Do you get a written contract?

Yes. The hiring party, which would be any individual or business, has to give you a contract if you are going to do more than $800 in work within a 120 days period. The contract must describe the work you will do, the pay you will get, and the date you will get paid. 

What if the contract does not state the date you will be paid? In that case, the hiring party must pay you within 30 days of the date that you complete the work. 

Do you need to worry  about retaliation?

What if the hiring party retaliates against you because you assert your Freelance rights?

In that case, you would have a claim for retaliation, similar to retaliation laws that have applied to employees for years. Retaliation might include attempts to deter you by refusing to give you more work or threatening to take baseless actions against you. Favorably to you, the retaliation provisions are pretty broad, and include any conduct which is reasonably likely to deter you from asserting your Freelance rights; or from obtaining other work – they can’t call up another hiring party who you might be working for or want to work for to try to blacklist you.

What would be the evidence that you would need for retaliation?

The Freelance Act tells us that you are not limited to “direct evidence” – the hiring party who tells you that they are taking action to punish you for asserting your rights. It could also be inferred from the timing of an adverse action – how much time elapsed between your attempt to assert your rights and the adverse actions. Plus, if the hiring party makes some excuse for an adverse action, you would still have a retaliation claim if you could show that the adverse action was one (if not the only) motivating factor – this broad-based standard in the Freelance Act would help your retaliation claim. 

Who is liable for retaliation?

In addition, a person who is not a party to your contract that retaliates against you because you try to assert your rights under the Freelance Act, that person could be liable as well. Example: the hiring party tells a friend or business associate not to hire you – that person could also be liable for retaliation. 

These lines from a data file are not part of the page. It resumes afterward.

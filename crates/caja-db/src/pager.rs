//! # Keyset Pagination
//!
//! Listings (pending shifts, unconciliated movements) are exposed as lazy
//! cursors instead of materialised vectors.
//!
//! ## How It Works
//! ```text
//! ┌─────────────────────────────────────────────────────────────────────────┐
//! │                    Keyset Pager                                         │
//! │                                                                         │
//! │  Rows ordered by (timestamp, id):                                      │
//! │                                                                         │
//! │   (09:00,a) (09:00,b) (09:05,c) │ (09:07,d) (09:30,e) ...              │
//! │   └────────── page 1 ─────────┘ │                                      │
//! │                          cursor ┘  = (09:05, c)                         │
//! │                                                                         │
//! │  page 2: WHERE ts > '09:05' OR (ts = '09:05' AND id > 'c')             │
//! │                                                                         │
//! │  • next()      yields one item, fetching a page when the buffer empties│
//! │  • cursor()    position after the last yielded item (serialisable)     │
//! │  • restart()   back to the first row                                   │
//! │  • resume(c)   continue from a saved cursor                            │
//! └─────────────────────────────────────────────────────────────────────────┘
//! ```
//!
//! No OFFSET is ever used, so a row settled or conciliated between pages
//! does not shift later rows out of the sequence.

use chrono::{DateTime, Utc};
use serde::{Deserialize, Serialize};
use std::collections::VecDeque;
use std::future::Future;

use crate::error::DbResult;

/// Position in a `(timestamp, id)` ordered listing.
#[derive(Debug, Clone, PartialEq, Eq, Serialize, Deserialize)]
pub struct PageCursor {
    pub at: DateTime<Utc>,
    pub id: String,
}

/// A listing that can be fetched one keyset page at a time.
pub trait PageSource {
    type Item;

    /// Returns up to `limit` items strictly after `after`, in order.
    fn fetch_page(
        &self,
        after: Option<&PageCursor>,
        limit: u32,
    ) -> impl Future<Output = DbResult<Vec<Self::Item>>> + Send;

    /// The cursor that sorts at `item`.
    fn cursor_of(item: &Self::Item) -> PageCursor;
}

/// Lazy, restartable sequence over a [`PageSource`].
pub struct Pager<S: PageSource> {
    source: S,
    page_size: u32,
    buffer: VecDeque<S::Item>,
    /// Last item handed out by `next()`.
    yielded: Option<PageCursor>,
    /// Last item loaded into `buffer`.
    fetched: Option<PageCursor>,
    exhausted: bool,
}

impl<S: PageSource> Pager<S> {
    pub fn new(source: S, page_size: u32) -> Self {
        Pager {
            source,
            page_size: page_size.max(1),
            buffer: VecDeque::new(),
            yielded: None,
            fetched: None,
            exhausted: false,
        }
    }

    /// Starts after a cursor previously returned by [`Pager::cursor`].
    pub fn resume(source: S, page_size: u32, cursor: PageCursor) -> Self {
        let mut pager = Pager::new(source, page_size);
        pager.yielded = Some(cursor.clone());
        pager.fetched = Some(cursor);
        pager
    }

    /// Yields the next item, or `None` once the listing is exhausted.
    ///
    /// A failed fetch leaves the position untouched, so calling again
    /// retries the same page.
    pub async fn next(&mut self) -> DbResult<Option<S::Item>> {
        if self.buffer.is_empty() && !self.exhausted {
            let page = self
                .source
                .fetch_page(self.fetched.as_ref(), self.page_size)
                .await?;

            if (page.len() as u32) < self.page_size {
                self.exhausted = true;
            }
            if let Some(last) = page.last() {
                self.fetched = Some(S::cursor_of(last));
            }
            self.buffer.extend(page);
        }

        let item = self.buffer.pop_front();
        if let Some(item) = &item {
            self.yielded = Some(S::cursor_of(item));
        }
        Ok(item)
    }

    /// Drains the remaining items.
    pub async fn collect_remaining(&mut self) -> DbResult<Vec<S::Item>> {
        let mut items = Vec::new();
        while let Some(item) = self.next().await? {
            items.push(item);
        }
        Ok(items)
    }

    /// Position after the last yielded item (`None` before the first).
    pub fn cursor(&self) -> Option<&PageCursor> {
        self.yielded.as_ref()
    }

    /// Rewinds to the start; the next call re-reads from the database.
    pub fn restart(&mut self) {
        self.buffer.clear();
        self.yielded = None;
        self.fetched = None;
        self.exhausted = false;
    }

    pub fn source(&self) -> &S {
        &self.source
    }
}
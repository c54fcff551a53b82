//! # Customer Account Repository
//!
//! Advance (prepaid) and credit balances. Debits are guarded so a balance
//! can never be driven below zero, whatever order concurrent commits land.

use caja_core::{CustomerAccount, Money};
use chrono::{DateTime, Utc};
use sqlx::{SqliteConnection, SqlitePool};
use tracing::debug;
use uuid::Uuid;

use crate::error::{DbError, DbResult};

const ACCOUNT_COLUMNS: &str =
    "id, name, advance_balance, credit_limit, credit_available, updated_at";

#[derive(Debug, Clone)]
pub struct CustomerRepository {
    pool: SqlitePool,
}

impl CustomerRepository {
    pub fn new(pool: SqlitePool) -> Self {
        CustomerRepository { pool }
    }

    /// Opens an account with its full credit line available.
    pub async fn create(
        &self,
        name: &str,
        credit_limit: Money,
        now: DateTime<Utc>,
    ) -> DbResult<CustomerAccount> {
        let account = CustomerAccount {
            id: Uuid::new_v4().to_string(),
            name: name.trim().to_string(),
            advance_balance: Money::zero(),
            credit_limit,
            credit_available: credit_limit,
            updated_at: now,
        };

        debug!(id = %account.id, credit_limit = %credit_limit, "Creating customer account");

        sqlx::query(
            r#"
            INSERT INTO customer_accounts (
                id, name, advance_balance, credit_limit, credit_available, updated_at
            ) VALUES (?1, ?2, ?3, ?4, ?5, ?6)
            "#,
        )
        .bind(&account.id)
        .bind(&account.name)
        .bind(account.advance_balance)
        .bind(account.credit_limit)
        .bind(account.credit_available)
        .bind(account.updated_at)
        .execute(&self.pool)
        .await?;

        Ok(account)
    }

    pub async fn get_by_id(&self, id: &str) -> DbResult<Option<CustomerAccount>> {
        let mut conn = self.pool.acquire().await?;
        Self::get_in(&mut conn, id).await
    }

    // =========================================================================
    // Transactional steps
    // =========================================================================

    pub async fn get_in(
        conn: &mut SqliteConnection,
        id: &str,
    ) -> DbResult<Option<CustomerAccount>> {
        let sql = format!("SELECT {ACCOUNT_COLUMNS} FROM customer_accounts WHERE id = ?1");

        let account = sqlx::query_as::<_, CustomerAccount>(&sql)
            .bind(id)
            .fetch_optional(conn)
            .await?;

        Ok(account)
    }

    /// Charges `amount` to the credit line if that much is available.
    pub async fn debit_credit(
        conn: &mut SqliteConnection,
        id: &str,
        amount: Money,
        now: DateTime<Utc>,
    ) -> DbResult<bool> {
        let result = sqlx::query(
            r#"
            UPDATE customer_accounts
            SET credit_available = credit_available - ?2, updated_at = ?3
            WHERE id = ?1 AND credit_available >= ?2
            "#,
        )
        .bind(id)
        .bind(amount)
        .bind(now)
        .execute(conn)
        .await?;

        Ok(result.rows_affected() == 1)
    }

    /// Spends `amount` of the advance balance if that much remains.
    pub async fn debit_advance(
        conn: &mut SqliteConnection,
        id: &str,
        amount: Money,
        now: DateTime<Utc>,
    ) -> DbResult<bool> {
        let result = sqlx::query(
            r#"
            UPDATE customer_accounts
            SET advance_balance = advance_balance - ?2, updated_at = ?3
            WHERE id = ?1 AND advance_balance >= ?2
            "#,
        )
        .bind(id)
        .bind(amount)
        .bind(now)
        .execute(conn)
        .await?;

        Ok(result.rows_affected() == 1)
    }

    /// Adds to the advance balance (prepayment, reversal of an ADVANCE tender).
    pub async fn credit_advance(
        conn: &mut SqliteConnection,
        id: &str,
        amount: Money,
        now: DateTime<Utc>,
    ) -> DbResult<()> {
        let result = sqlx::query(
            r#"
            UPDATE customer_accounts
            SET advance_balance = advance_balance + ?2, updated_at = ?3
            WHERE id = ?1
            "#,
        )
        .bind(id)
        .bind(amount)
        .bind(now)
        .execute(conn)
        .await?;

        if result.rows_affected() == 0 {
            return Err(DbError::not_found("CustomerAccount", id));
        }

        Ok(())
    }

    /// Gives back `amount` of credit unless that would pass the limit.
    pub async fn restore_credit(
        conn: &mut SqliteConnection,
        id: &str,
        amount: Money,
        now: DateTime<Utc>,
    ) -> DbResult<bool> {
        let result = sqlx::query(
            r#"
            UPDATE customer_accounts
            SET credit_available = credit_available + ?2, updated_at = ?3
            WHERE id = ?1 AND credit_available + ?2 <= credit_limit
            "#,
        )
        .bind(id)
        .bind(amount)
        .bind(now)
        .execute(conn)
        .await?;

        Ok(result.rows_affected() == 1)
    }

    /// Gives back up to `amount` of credit, stopping at the limit.
    ///
    /// Used when a CREDIT sale is reversed after the customer already paid
    /// part of the debt down.
    pub async fn release_credit(
        conn: &mut SqliteConnection,
        id: &str,
        amount: Money,
        now: DateTime<Utc>,
    ) -> DbResult<()> {
        let result = sqlx::query(
            r#"
            UPDATE customer_accounts
            SET credit_available = MIN(credit_limit, credit_available + ?2), updated_at = ?3
            WHERE id = ?1
            "#,
        )
        .bind(id)
        .bind(amount)
        .bind(now)
        .execute(conn)
        .await?;

        if result.rows_affected() == 0 {
            return Err(DbError::not_found("CustomerAccount", id));
        }

        Ok(())
    }
}
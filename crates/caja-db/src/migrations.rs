//! # Database Migrations
//!
//! SQL files under `migrations/sqlite/` embedded at compile time.
//!
//! ## Adding New Migrations
//!
//! 1. Add `NNN_description.sql` with the next sequence number
//! 2. Prefer `IF NOT EXISTS`
//! 3. **NEVER** modify an applied migration - always add a new one

use sqlx::SqlitePool;
use tracing::info;

use crate::error::DbResult;

static MIGRATOR: sqlx::migrate::Migrator = sqlx::migrate!("../../migrations/sqlite");

/// Runs all pending migrations in filename order, each in its own
/// transaction. Safe to call on every start.
pub async fn run_migrations(pool: &SqlitePool) -> DbResult<()> {
    info!("Checking for pending migrations");

    MIGRATOR.run(pool).await?;

    info!("All migrations applied successfully");
    Ok(())
}

/// Returns (embedded, applied) migration counts for diagnostics.
pub async fn migration_status(pool: &SqlitePool) -> DbResult<(usize, usize)> {
    let total = MIGRATOR.migrations.len();

    let applied: i64 = sqlx::query_scalar("SELECT COUNT(*) FROM _sqlx_migrations")
        .fetch_one(pool)
        .await?;

    Ok((total, applied as usize))
}
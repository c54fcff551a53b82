//! # Shift State Machine
//!
//! ```text
//! ┌─────────────────────────────────────────────────────────────────────────┐
//! │  NONE ──open──► ACTIVE ──close──► CLOSED ──settle──► SETTLED           │
//! │                   │ ▲                                                   │
//! │                   └─┘ record_sale_cash: expected_cash += cash           │
//! │                                                                         │
//! │  one ACTIVE per till ........ partial UNIQUE index on shifts(till_id)  │
//! │  counter increments ......... UPDATE … SET x = x + ? (never RMW)       │
//! │  close ...................... guarded on status and expected_cash     │
//! │  one deposit per shift ...... partial UNIQUE index on movements        │
//! └─────────────────────────────────────────────────────────────────────────┘
//! ```

use std::sync::Arc;

use caja_core::validation::validate_positive_amount;
use caja_core::{BankMovement, CoreError, Money, Shift, ShiftSummary};
use caja_db::{ShiftRepository, TillRepository};
use sqlx::SqliteConnection;
use tracing::{debug, info};
use uuid::Uuid;

use crate::error::{EngineError, EngineResult};
use crate::retry::Tx;
use crate::treasury;
use crate::EngineContext;

#[derive(Clone)]
pub struct ShiftEngine {
    ctx: Arc<EngineContext>,
}

impl ShiftEngine {
    pub(crate) fn new(ctx: Arc<EngineContext>) -> Self {
        ShiftEngine { ctx }
    }

    /// Opens a shift on `till_id`.
    ///
    /// Fails with `ShiftAlreadyActive` when the till already has one, also
    /// when another cashier wins a concurrent open.
    pub async fn open(
        &self,
        till_id: &str,
        cashier_id: &str,
        opening_float: Money,
    ) -> EngineResult<Shift> {
        let shift = self
            .ctx
            .policy
            .run_tx("open_shift", move || self.open_once(till_id, cashier_id, opening_float))
            .await?;

        info!(
            shift_id = %shift.id,
            till_id = %shift.till_id,
            cashier_id = %shift.cashier_id,
            float = %shift.opening_float,
            "Shift opened"
        );
        Ok(shift)
    }

    async fn open_once(
        &self,
        till_id: &str,
        cashier_id: &str,
        opening_float: Money,
    ) -> EngineResult<(Tx, Shift)> {
        let now = self.ctx.clock.now();
        let shift = Shift::open(
            Uuid::new_v4().to_string(),
            till_id,
            cashier_id,
            opening_float,
            now,
        )?;

        let mut tx = self.ctx.db.begin().await?;

        if TillRepository::get_in(&mut tx, till_id).await?.is_none() {
            return Err(CoreError::TillNotFound(till_id.to_string()).into());
        }

        if let Some(active) = ShiftRepository::active_for_till_in(&mut tx, till_id).await? {
            return Err(CoreError::ShiftAlreadyActive {
                till_id: till_id.to_string(),
                shift_id: active.id,
            }
            .into());
        }

        match ShiftRepository::insert(&mut tx, &shift).await {
            Ok(()) => {}
            Err(err) if err.is_unique_violation_on("till_id") => {
                // Lost the race to a concurrent open; report the winner.
                drop(tx);
                let winner = self.ctx.db.shifts().active_for_till(till_id).await?;
                return Err(CoreError::ShiftAlreadyActive {
                    till_id: till_id.to_string(),
                    shift_id: winner.map(|s| s.id).unwrap_or_default(),
                }
                .into());
            }
            Err(err) => return Err(err.into()),
        }

        Ok((tx, shift))
    }

    /// Adds a positive cash `amount` to the shift's expected cash as its
    /// own transaction.
    ///
    /// The checkout engine does the same step inside the sale commit.
    pub async fn record_sale_cash(&self, shift_id: &str, amount: Money) -> EngineResult<()> {
        validate_positive_amount("amount", amount)?;

        let ctx = &self.ctx;
        ctx.policy
            .run_tx("record_sale_cash", move || async move {
                let mut tx = ctx.db.begin().await?;
                record_sale_cash_in(&mut tx, shift_id, amount).await?;
                Ok::<_, EngineError>((tx, ()))
            })
            .await
    }

    /// Closes an ACTIVE shift with the counted cash.
    ///
    /// Returns the closed shift; `variance` = declared − (float + expected).
    pub async fn close(&self, shift_id: &str, declared_cash: Money) -> EngineResult<Shift> {
        let shift = self
            .ctx
            .policy
            .run_tx("close_shift", move || self.close_once(shift_id, declared_cash))
            .await?;

        info!(
            shift_id = %shift.id,
            declared = %declared_cash,
            variance = %shift.variance.unwrap_or_default(),
            "Shift closed"
        );
        Ok(shift)
    }

    async fn close_once(&self, shift_id: &str, declared_cash: Money) -> EngineResult<(Tx, Shift)> {
        let now = self.ctx.clock.now();
        let mut tx = self.ctx.db.begin().await?;

        let mut shift = ShiftRepository::get_in(&mut tx, shift_id)
            .await?
            .ok_or_else(|| CoreError::ShiftNotFound(shift_id.to_string()))?;

        shift.close(declared_cash, now)?;

        if !ShiftRepository::close(&mut tx, &shift).await? {
            // Still ACTIVE means a sale moved expected_cash after the read;
            // start over from a fresh read.
            let current = ShiftRepository::get_in(&mut tx, shift_id).await?;
            return match current {
                Some(current) if current.status == caja_core::ShiftStatus::Active => {
                    Err(caja_db::DbError::Busy(format!(
                        "shift {shift_id} expected cash moved during close"
                    ))
                    .into())
                }
                _ => Err(CoreError::NoActiveShift {
                    shift_id: shift_id.to_string(),
                }
                .into()),
            };
        }

        Ok((tx, shift))
    }

    /// Settles a CLOSED shift into `account_id`. Same operation as
    /// [`crate::TreasuryEngine::deposit_shift`].
    pub async fn settle(&self, shift_id: &str, account_id: &str) -> EngineResult<BankMovement> {
        treasury::settle(&self.ctx, shift_id, account_id).await
    }

    /// The till's ACTIVE shift, if any.
    pub async fn active_shift(&self, till_id: &str) -> EngineResult<Option<Shift>> {
        let ctx = &self.ctx;
        ctx.policy
            .run("active_shift", move || async move {
                Ok::<_, EngineError>(ctx.db.shifts().active_for_till(till_id).await?)
            })
            .await
    }

    pub async fn get(&self, shift_id: &str) -> EngineResult<Shift> {
        let ctx = &self.ctx;
        let shift = ctx
            .policy
            .run("get_shift", move || async move {
                Ok::<_, EngineError>(ctx.db.shifts().get_by_id(shift_id).await?)
            })
            .await?;

        shift.ok_or_else(|| CoreError::ShiftNotFound(shift_id.to_string()).into())
    }

    /// X report: counts and per-method totals so far.
    pub async fn summary(&self, shift_id: &str) -> EngineResult<ShiftSummary> {
        let ctx = &self.ctx;
        let summary = ctx
            .policy
            .run("shift_summary", move || async move {
                Ok::<_, EngineError>(ctx.db.shifts().summary(shift_id).await?)
            })
            .await?;

        summary.ok_or_else(|| CoreError::ShiftNotFound(shift_id.to_string()).into())
    }
}

/// Atomic `expected_cash += amount` on an ACTIVE shift. Negative amounts
/// come only from sale reversals.
pub(crate) async fn record_sale_cash_in(
    conn: &mut SqliteConnection,
    shift_id: &str,
    amount: Money,
) -> EngineResult<()> {
    if ShiftRepository::add_expected_cash(&mut *conn, shift_id, amount).await? {
        debug!(shift_id, amount = %amount, "Expected cash updated");
        return Ok(());
    }

    match ShiftRepository::get_in(conn, shift_id).await? {
        None => Err(CoreError::ShiftNotFound(shift_id.to_string()).into()),
        Some(shift) => Err(CoreError::ShiftClosed { shift_id: shift.id }.into()),
    }
}

#[cfg(test)]
mod tests {
    use super::*;
    use crate::config::EngineConfig;
    use crate::Engine;
    use caja_core::{ShiftStatus, SystemClock};
    use caja_db::{Database, DbConfig};
    use chrono::Utc;

    async fn engine() -> (Engine, String) {
        let db = Database::new(DbConfig::in_memory()).await.unwrap();
        let till = db.tills().create("Caja 1", Utc::now()).await.unwrap();
        let engine =
            Engine::with_database(db, &EngineConfig::default(), Arc::new(SystemClock)).unwrap();
        (engine, till.id)
    }

    #[tokio::test]
    async fn test_open_twice_fails() {
        let (engine, till) = engine().await;
        let shifts = engine.shifts();

        let first = shifts.open(&till, "ana", Money::from_cents(50_000)).await.unwrap();
        let err = shifts.open(&till, "luis", Money::zero()).await.unwrap_err();

        match err {
            EngineError::Core(CoreError::ShiftAlreadyActive { shift_id, .. }) => {
                assert_eq!(shift_id, first.id)
            }
            other => panic!("expected ShiftAlreadyActive, got {other:?}"),
        }
    }

    #[tokio::test]
    async fn test_open_unknown_till() {
        let (engine, _) = engine().await;
        let err = engine
            .shifts()
            .open("nope", "ana", Money::zero())
            .await
            .unwrap_err();
        assert!(matches!(err.as_core(), Some(CoreError::TillNotFound(_))));
    }

    #[tokio::test]
    async fn test_record_cash_then_close() {
        let (engine, till) = engine().await;
        let shifts = engine.shifts();
        let shift = shifts.open(&till, "ana", Money::from_cents(50_000)).await.unwrap();

        shifts.record_sale_cash(&shift.id, Money::from_cents(5_800)).await.unwrap();
        shifts.record_sale_cash(&shift.id, Money::from_cents(5_800)).await.unwrap();

        let closed = shifts.close(&shift.id, Money::from_cents(61_000)).await.unwrap();
        assert_eq!(closed.status, ShiftStatus::Closed);
        assert_eq!(closed.expected_cash.cents(), 11_600);
        assert_eq!(closed.variance.unwrap().cents(), -600);

        let err = shifts
            .record_sale_cash(&shift.id, Money::from_cents(100))
            .await
            .unwrap_err();
        assert!(matches!(err.as_core(), Some(CoreError::ShiftClosed { .. })));

        let err = shifts.close(&shift.id, Money::zero()).await.unwrap_err();
        assert!(matches!(err.as_core(), Some(CoreError::NoActiveShift { .. })));

        // The till is free again.
        assert!(shifts.active_shift(&till).await.unwrap().is_none());
        shifts.open(&till, "luis", Money::zero()).await.unwrap();
    }

    #[tokio::test]
    async fn test_record_sale_cash_takes_positive_amounts_only() {
        let (engine, till) = engine().await;
        let shifts = engine.shifts();
        let shift = shifts.open(&till, "ana", Money::zero()).await.unwrap();
        shifts.record_sale_cash(&shift.id, Money::from_cents(1_000)).await.unwrap();

        for amount in [Money::zero(), Money::from_cents(-500)] {
            let err = shifts.record_sale_cash(&shift.id, amount).await.unwrap_err();
            assert!(matches!(err.as_core(), Some(CoreError::Validation(_))));
        }

        let current = shifts.get(&shift.id).await.unwrap();
        assert_eq!(current.expected_cash.cents(), 1_000);
    }

    #[tokio::test]
    async fn test_settle_requires_closed() {
        let (engine, till) = engine().await;
        let account = engine
            .db()
            .bank()
            .create_account("Operativa", "BBVA", Utc::now())
            .await
            .unwrap();
        let shift = engine
            .shifts()
            .open(&till, "ana", Money::from_cents(1_000))
            .await
            .unwrap();

        let err = engine.shifts().settle(&shift.id, &account.id).await.unwrap_err();
        assert!(matches!(err.as_core(), Some(CoreError::ShiftNotClosed { .. })));
    }
}
//! 画像の受け付け
//!
//! ファイル・フォルダの指定から処理待ちの画像一覧を作り、
//! 一覧表示用のプレビュー情報を返す。

mod exif;

use crate::error::{ImageExtractError, Result};
use std::path::{Path, PathBuf};
use tracing::warn;
use walkdir::WalkDir;

/// 受け付ける拡張子とMIMEタイプ（拡張子は小文字で比較）
const IMAGE_TYPES: &[(&str, &str)] = &[
    ("png", "image/png"),
    ("jpg", "image/jpeg"),
    ("jpeg", "image/jpeg"),
    ("webp", "image/webp"),
];

#[derive(Debug, Clone, PartialEq, Eq)]
pub struct ImageFile {
    pub path: PathBuf,
    pub file_name: String,
    pub mime_type: &'static str,
}

impl ImageFile {
    /// 対応形式ならImageFileを作る
    pub fn from_path(path: &Path) -> Option<Self> {
        let mime_type = mime_type_for(path)?;
        let file_name = path
            .file_name()
            .map(|n| n.to_string_lossy().to_string())
            .unwrap_or_default();

        Some(Self {
            path: path.to_path_buf(),
            file_name,
            mime_type,
        })
    }
}

/// 拡張子からMIMEタイプを判定
pub fn mime_type_for(path: &Path) -> Option<&'static str> {
    let ext = path.extension()?.to_string_lossy().to_lowercase();
    IMAGE_TYPES
        .iter()
        .find(|(e, _)| *e == ext)
        .map(|(_, mime)| *mime)
}

/// 処理待ちの画像一覧。選択し直すたびに丸ごと置き換える
#[derive(Debug, Clone, Default)]
pub struct PendingSelection {
    files: Vec<ImageFile>,
}

impl PendingSelection {
    pub fn new(files: Vec<ImageFile>) -> Self {
        Self { files }
    }

    pub fn replace(&mut self, files: Vec<ImageFile>) {
        self.files = files;
    }

    pub fn clear(&mut self) {
        self.files.clear();
    }

    pub fn files(&self) -> &[ImageFile] {
        &self.files
    }

    pub fn len(&self) -> usize {
        self.files.len()
    }

    pub fn is_empty(&self) -> bool {
        self.files.is_empty()
    }
}

/// フォルダ内の画像を列挙（ファイル名順）
pub fn scan_folder(folder: &Path, recursive: bool) -> Result<Vec<ImageFile>> {
    if !folder.is_dir() {
        return Err(ImageExtractError::FolderNotFound(folder.display().to_string()));
    }

    let max_depth = if recursive { usize::MAX } else { 1 };
    let mut images: Vec<ImageFile> = WalkDir::new(folder)
        .max_depth(max_depth)
        .into_iter()
        .filter_map(|e| e.ok())
        .filter(|e| e.file_type().is_file())
        .filter_map(|e| ImageFile::from_path(e.path()))
        .collect();

    images.sort_by(|a, b| a.file_name.cmp(&b.file_name).then_with(|| a.path.cmp(&b.path)));

    Ok(images)
}

/// ファイル・フォルダの指定から画像一覧を作る
///
/// - ファイルは指定順のまま
/// - フォルダは中身をファイル名順に展開
/// - 非対応形式のファイルは警告してスキップ
pub fn collect_images(paths: &[PathBuf], recursive: bool) -> Result<Vec<ImageFile>> {
    let mut images = Vec::new();

    for path in paths {
        if path.is_dir() {
            images.extend(scan_folder(path, recursive)?);
        } else if path.is_file() {
            match ImageFile::from_path(path) {
                Some(image) => images.push(image),
                None => warn!("非対応の画像形式のためスキップ: {}", path.display()),
            }
        } else {
            return Err(ImageExtractError::FileNotFound(path.display().to_string()));
        }
    }

    Ok(images)
}

/// 選択画像のプレビュー情報
#[derive(Debug, Clone)]
pub struct ImagePreview {
    pub file_name: String,
    pub mime_type: &'static str,
    pub size_bytes: u64,
    /// 画像として読めない場合は `None`
    pub dimensions: Option<(u32, u32)>,
    /// EXIF撮影日時
    pub date: Option<String>,
}

pub fn preview(image: &ImageFile) -> Result<ImagePreview> {
    let size_bytes = std::fs::metadata(&image.path)
        .map_err(|e| ImageExtractError::ImageLoad(format!("{}: {}", image.file_name, e)))?
        .len();

    Ok(ImagePreview {
        file_name: image.file_name.clone(),
        mime_type: image.mime_type,
        size_bytes,
        dimensions: ::image::image_dimensions(&image.path).ok(),
        date: exif::extract_date(&image.path),
    })
}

How much time do you have to sue?

You always have to be aware of the statute of limitations – when your claim becomes stale and you can’t go to court. If the hiring party does not give you a proper contract, the limitations period is 2 years. If the hiring party does not pay you properly or retaliates against you, the limitations period is 3 years.

What can you recover?

If they don’t pay you, you get the value of the payments, naturally. Plus, you would get expenses that you reasonably incurred in the performance of the contract. And you can get double damages; that is, you would get a total of twice the value of the contract – this is a deterrence mechanism directed at the hiring party, similar to damages that an employee would get in a wage and hour case. Plus, there is an additional award for a retaliation claim; the retaliation amount is equal to the value of the contract. So if there is retaliation, you would get triple damages. 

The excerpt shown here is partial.